Lady Friday(44)
There was a loud click, a buzz that to Leaf’s dispirited ears sounded like disconnection, then a distant voice echoed in the earpiece.
‘Hello! Hello?’
‘Dr Scamandros! It’s Leaf. I’m at Lady Friday’s mountain retreat out in the Secondary Realms. Maybe near the Magellanic Clouds or something. I need—’ ‘Leaf! Keep talking so I can make a note of your exact location. Where is my locating pencil?’
Scamandros kept muttering. Leaf looked at Milka and Feorin. Milka was tilting her head, listening more intently.
‘I’m meant to arrange for the shipment of fixed coughs and ailments to the Denizens here,’ said Leaf quickly. ‘Lady Friday’s here, of course, and about fifty other Denizens.’
‘Keep talking! Does Friday have her Key?’
‘I think so,’ said Leaf. Milka was walking over to her now. ‘A mirror? Now about those coughs, they probably need two each—’ ‘This telephone connection is forbidden,’ said the first voice that had come onto the line. ‘Action is being taken.’
The telephone shook in Leaf’s hands and began to emit wisps of steam. She dropped it on the desk but kept talking, putting her face as close to the fallen mouthpiece as she dared.
‘Scamandros! It’s the grey mould planet, I think! There’s some connection from a laundry on Earth—’
The phone bubbled and hissed and melted into a blob of unsightly muck that smelled like burnt hair.
‘Hmm,’ said Milka. ‘So it was all a trick.’
‘Yes,’ said Leaf defiantly.
‘We’d better get out of here, then,’ said Milka. She grabbed Leaf and turned to the door. ‘Feorin, pick up those pillowcases. Back to our room, quick!’
‘Why?’ asked Feorin. ‘It’s not our fault … Noon won’t blame … oh …’
Milka was already out the door, Leaf under her arm. Feorin picked up the pillowcases and followed, forgetting to shut the door after him. Thirty seconds later, all three of them were in Milka and Feorin’s room, a much smaller, shabbier, and eccentric chamber dominated by two worktables covered in books, papers, and bookbinding tools. In one corner sat a five-foot-tall book press that had been partially taken apart, a spanner still lying on the floor next to it.
‘Thanks,’ Leaf said as Milka set her down on the floor. ‘But why—’
‘Shut up!’ instructed Milka. ‘You’ve got us in enough trouble already. Let me think.’
‘Will Noon really blame us?’ asked Feorin.
‘Blame us!’ shrieked Milka. ‘You’re already on probation! He’ll send us down to Circle Zero! Do you fancy fighting all the plants that get in down there?’
‘What will we do?’ asked Feorin anxiously.
‘Hide,’ said Milka. ‘If Noon doesn’t see us, he can’t ask us anything.’
‘How long for?’
‘Forever!’
‘Forever?’
‘For a few days anyway. Noon will forget once he gets a new phone. As for you—’
Milka advanced on Leaf angrily. The girl retreated before her, almost falling over the pile of pillowcases that Feorin had dropped on the floor.
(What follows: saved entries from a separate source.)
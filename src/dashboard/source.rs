//! Data source seam for the dashboard session.

use async_trait::async_trait;
use std::collections::HashMap;

use crate::dashboard::client::ClientError;
use crate::dashboard::schema::{AssignmentRecord, SubjectRecord, SummaryReport};
use crate::domain::entities::SubjectKind;

/// Everything a dashboard load reads from the provider.
///
/// [`crate::dashboard::ApiClient`] is the HTTP implementation. Every call
/// takes the bearer token explicitly; the source holds no session.
#[cfg_attr(test, mockall::automock)]
#[async_trait]
pub trait DashboardSource: Send + Sync {
    /// All assignments of one subject kind, across every page.
    async fn fetch_assignments(
        &self,
        token: &str,
        kind: SubjectKind,
    ) -> Result<Vec<AssignmentRecord>, ClientError>;

    /// Assignments immediately available for lessons, across every page.
    async fn fetch_available_lessons(
        &self,
        token: &str,
    ) -> Result<Vec<AssignmentRecord>, ClientError>;

    /// Subjects keyed by id. An empty `ids` makes no request.
    async fn fetch_subjects(
        &self,
        token: &str,
        ids: &[u64],
    ) -> Result<HashMap<u64, SubjectRecord>, ClientError>;

    async fn fetch_summary(&self, token: &str) -> Result<SummaryReport, ClientError>;
}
‘Can’t I come hide with you?’ Leaf asked.
‘No!’ Milka raised her fist but then let it fall without striking Leaf. ‘Definitely not. Get out! And don’t tell anyone what you’ve done, or that we helped you!’
‘Okay.’ Leaf picked up the pillowcases and backed out, Feorin obligingly holding the door open. ‘Thanks!’
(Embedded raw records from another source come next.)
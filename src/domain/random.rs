//! Injectable randomness for subject selection.

use rand::rngs::StdRng;
use rand::{Rng, SeedableRng};
use std::sync::Mutex;

/// Chooses an index uniformly from `0..len`.
#[cfg_attr(test, mockall::automock)]
pub trait RandomSource: Send + Sync {
    /// Returns `None` when `len` is zero.
    fn pick(&self, len: usize) -> Option<usize>;
}

/// [`RandomSource`] backed by a standard RNG.
///
/// Seed it with [`StdRandomSource::seeded`] for reproducible picks.
pub struct StdRandomSource {
    rng: Mutex<StdRng>,
}

impl StdRandomSource {
    /// RNG seeded from the operating system.
    pub fn from_os_rng() -> Self {
        Self {
            rng: Mutex::new(StdRng::from_os_rng()),
        }
    }

    /// RNG with a fixed seed.
    pub fn seeded(seed: u64) -> Self {
        Self {
            rng: Mutex::new(StdRng::seed_from_u64(seed)),
        }
    }
}

impl Default for StdRandomSource {
    fn default() -> Self {
        Self::from_os_rng()
    }
}

impl RandomSource for StdRandomSource {
    fn pick(&self, len: usize) -> Option<usize> {
        if len == 0 {
            return None;
        }
        let mut rng = self.rng.lock().unwrap_or_else(|poisoned| poisoned.into_inner());
        Some(rng.random_range(0..len))
    }
}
‘Thanks?’ growled Milka. ‘You’re more trouble than Feorin!’
The door slammed behind Leaf, leaving her alone in the corridor. But she no longer felt alone. Dr Scamandros knew her situation, even if he didn’t know her exact location. That meant Arthur would soon know, and her friend would organise a rescue as soon as possible.
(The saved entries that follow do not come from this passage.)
//! HTTP client for the provider API.
//!
//! Collection endpoints are paginated: each page may carry an opaque
//! `pages.next_url` cursor, which is followed verbatim until absent. Any
//! non-success status aborts the whole fetch; partial results are never
//! returned.

use async_trait::async_trait;
use reqwest::StatusCode;
use serde::{Deserialize, Serialize, de::DeserializeOwned};
use std::collections::{HashMap, HashSet};
use std::time::Duration;
use thiserror::Error;
use url::Url;

use crate::dashboard::schema::{
    AssignmentRecord, LoginResponse, MessageResponse, Page, RevisionSession, SubjectRecord,
    SummaryReport,
};
use crate::dashboard::source::DashboardSource;
use crate::domain::entities::SubjectKind;

/// Failures surfaced by [`ApiClient`].
#[derive(Debug, Error)]
pub enum ClientError {
    /// The provider rejected the credential (HTTP 401).
    #[error("credential rejected by {url}")]
    Unauthorized { url: String },

    /// Any other non-success status.
    #[error("upstream returned {status} for {url}: {message}")]
    Upstream {
        status: u16,
        url: String,
        message: String,
    },

    #[error("request failed: {0}")]
    Transport(#[from] reqwest::Error),

    #[error("malformed response from {url}: {source}")]
    Decode {
        url: String,
        #[source]
        source: serde_json::Error,
    },

    /// The provider advertised a next page that was already fetched.
    #[error("pagination loop: {url} was already visited")]
    PaginationLoop { url: String },

    #[error("invalid url: {0}")]
    InvalidUrl(#[from] url::ParseError),
}

impl ClientError {
    pub fn is_unauthorized(&self) -> bool {
        matches!(self, ClientError::Unauthorized { .. })
    }
}

#[derive(Serialize)]
struct Credentials<'a> {
    username: &'a str,
    password: &'a str,
}

#[derive(Deserialize)]
struct ErrorEnvelope {
    error: ErrorBody,
}

#[derive(Deserialize)]
struct ErrorBody {
    #[serde(default)]
    message: String,
}

/// Client bound to one API base URL.
///
/// Collection paths (`assignments`, `subjects`, `summary`,
/// `revision-session`) are joined onto the base, so the base must end with
/// `/`. Account paths (`/signup`, `/login`) resolve against the host root.
#[derive(Debug, Clone)]
pub struct ApiClient {
    http: reqwest::Client,
    base: Url,
}

impl ApiClient {
    /// Builds a client with a per-request timeout.
    ///
    /// # Errors
    ///
    /// Returns [`ClientError::Transport`] if the TLS backend fails to
    /// initialize.
    pub fn new(base: Url, timeout: Duration) -> Result<Self, ClientError> {
        let http = reqwest::Client::builder()
            .timeout(timeout)
            .user_agent(concat!("srs-dashboard/", env!("CARGO_PKG_VERSION")))
            .build()?;

        Ok(Self { http, base })
    }

    pub fn base(&self) -> &Url {
        &self.base
    }

    fn endpoint(&self, path: &str) -> Result<Url, ClientError> {
        Ok(self.base.join(path)?)
    }

    async fn get_json<T: DeserializeOwned>(
        &self,
        url: &Url,
        token: Option<&str>,
    ) -> Result<T, ClientError> {
        let mut request = self.http.get(url.clone());
        if let Some(token) = token {
            request = request.bearer_auth(token);
        }
        self.send(request, url).await
    }

    async fn send<T: DeserializeOwned>(
        &self,
        request: reqwest::RequestBuilder,
        url: &Url,
    ) -> Result<T, ClientError> {
        let response = request.send().await?;
        let status = response.status();

        if status == StatusCode::UNAUTHORIZED {
            return Err(ClientError::Unauthorized {
                url: url.to_string(),
            });
        }

        let body = response.bytes().await?;

        if !status.is_success() {
            return Err(ClientError::Upstream {
                status: status.as_u16(),
                url: url.to_string(),
                message: error_message(status, &body),
            });
        }

        serde_json::from_slice(&body).map_err(|source| ClientError::Decode {
            url: url.to_string(),
            source,
        })
    }

    /// Follows `pages.next_url` from `start` until it is absent.
    ///
    /// Items are returned in page order. Relative cursors resolve against the
    /// page that returned them.
    ///
    /// # Errors
    ///
    /// Fails on the first non-success page, and with
    /// [`ClientError::PaginationLoop`] if a cursor repeats.
    pub async fn fetch_all_pages<T: DeserializeOwned>(
        &self,
        start: Url,
        token: &str,
    ) -> Result<Vec<T>, ClientError> {
        let mut items = Vec::new();
        let mut visited = HashSet::new();
        let mut url = start;

        loop {
            if !visited.insert(url.to_string()) {
                return Err(ClientError::PaginationLoop {
                    url: url.to_string(),
                });
            }

            let page: Page<T> = self.get_json(&url, Some(token)).await?;
            tracing::debug!(url = %url, items = page.data.len(), "page fetched");

            let next = page.next_url().map(|next| url.join(next)).transpose()?;
            items.extend(page.data);

            match next {
                Some(next) => url = next,
                None => break,
            }
        }

        Ok(items)
    }

    /// Registers an account and returns the provider's message.
    pub async fn signup(&self, username: &str, password: &str) -> Result<String, ClientError> {
        let url = self.endpoint("/signup")?;
        let request = self
            .http
            .post(url.clone())
            .json(&Credentials { username, password });
        let response: MessageResponse = self.send(request, &url).await?;
        Ok(response.message)
    }

    /// Exchanges credentials for a bearer token.
    pub async fn login(&self, username: &str, password: &str) -> Result<String, ClientError> {
        let url = self.endpoint("/login")?;
        let request = self
            .http
            .post(url.clone())
            .json(&Credentials { username, password });
        let response: LoginResponse = self.send(request, &url).await?;
        Ok(response.access_token)
    }

    /// Asks the provider for a random subject to revise.
    pub async fn revision_session(&self, token: &str) -> Result<RevisionSession, ClientError> {
        let url = self.endpoint("revision-session")?;
        self.get_json(&url, Some(token)).await
    }
}

#[async_trait]
impl DashboardSource for ApiClient {
    async fn fetch_assignments(
        &self,
        token: &str,
        kind: SubjectKind,
    ) -> Result<Vec<AssignmentRecord>, ClientError> {
        let mut url = self.endpoint("assignments")?;
        url.query_pairs_mut()
            .append_pair("subject_types", kind.as_str());
        self.fetch_all_pages(url, token).await
    }

    async fn fetch_available_lessons(
        &self,
        token: &str,
    ) -> Result<Vec<AssignmentRecord>, ClientError> {
        let mut url = self.endpoint("assignments")?;
        url.query_pairs_mut()
            .append_pair("immediately_available_for_lessons", "true");
        self.fetch_all_pages(url, token).await
    }

    async fn fetch_subjects(
        &self,
        token: &str,
        ids: &[u64],
    ) -> Result<HashMap<u64, SubjectRecord>, ClientError> {
        let query = subject_ids_query(ids);
        if query.is_empty() {
            return Ok(HashMap::new());
        }

        let mut url = self.endpoint("subjects")?;
        url.set_query(Some(&format!("ids={query}")));

        let subjects: Vec<SubjectRecord> = self.fetch_all_pages(url, token).await?;
        Ok(subjects.into_iter().map(|s| (s.id, s)).collect())
    }

    async fn fetch_summary(&self, token: &str) -> Result<SummaryReport, ClientError> {
        let url = self.endpoint("summary")?;
        self.get_json(&url, Some(token)).await
    }
}

/// Comma-joined ids, first occurrence order, duplicates dropped.
fn subject_ids_query(ids: &[u64]) -> String {
    let mut seen = HashSet::new();
    ids.iter()
        .filter(|id| seen.insert(**id))
        .map(u64::to_string)
        .collect::<Vec<_>>()
        .join(",")
}

fn error_message(status: StatusCode, body: &[u8]) -> String {
    serde_json::from_slice::<ErrorEnvelope>(body)
        .map(|e| e.error.message)
        .ok()
        .filter(|m| !m.is_empty())
        .unwrap_or_else(|| status.canonical_reason().unwrap_or("error").to_string())
}

#[cfg(test)]
mod tests {
    use super::*;

    fn client(base: &str) -> ApiClient {
        ApiClient::new(Url::parse(base).unwrap(), Duration::from_secs(5)).unwrap()
    }

    #[test]
    fn test_collection_paths_join_onto_base() {
        let client = client("http://localhost:3000/v2/");
        assert_eq!(
            client.endpoint("summary").unwrap().as_str(),
            "http://localhost:3000/v2/summary"
        );
    }

    #[test]
    fn test_account_paths_resolve_against_host_root() {
        let client = client("http://localhost:3000/v2/");
        assert_eq!(
            client.endpoint("/login").unwrap().as_str(),
            "http://localhost:3000/login"
        );
    }

    #[test]
    fn test_subject_ids_query_drops_duplicates() {
        assert_eq!(subject_ids_query(&[3, 1, 3, 2, 1]), "3,1,2");
        assert_eq!(subject_ids_query(&[]), "");
    }

    #[test]
    fn test_error_message_reads_error_envelope() {
        let body = br#"{"error":{"code":"CONFLICT","message":"user already exists","details":{}}}"#;
        assert_eq!(
            error_message(StatusCode::CONFLICT, body),
            "user already exists"
        );
    }

    #[test]
    fn test_error_message_falls_back_to_reason() {
        assert_eq!(
            error_message(StatusCode::INTERNAL_SERVER_ERROR, b"<html>"),
            "Internal Server Error"
        );
    }

    #[tokio::test]
    async fn test_fetch_subjects_with_no_ids_makes_no_request() {
        // Unroutable base; any request would fail.
        let client = client("http://127.0.0.1:9/v2/");
        let subjects = client.fetch_subjects("token", &[]).await.unwrap();
        assert!(subjects.is_empty());
    }
}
All she had to do now was find Aunt Mango and then – taking a leaf, so to speak, from Milka’s book – hide with her until the rescuing forces arrived.
Leaf smiled and walked away – straight into a very tall, impeccably dressed Denizen with straw-blond hair and a very shiny monocle over one of his piercing blue eyes. Though he had not been wearing the monocle previously, Leaf instantly recognised him as being one of the two Denizens who had preceded Lady Friday’s march through the hospital.
‘Ah,’ said the Denizen, who could only be Friday’s Noon. ‘The unauthorised use of my telephone is ex-plained. Miss Leaf, is it not?’
Leaf nodded.
‘You are fortunate that milady has ordered you to be kept in reasonable working order, as being of potential further use,’ drawled Noon. ‘That being the case, if you tell me who you called, I shall not punish you too heavily.’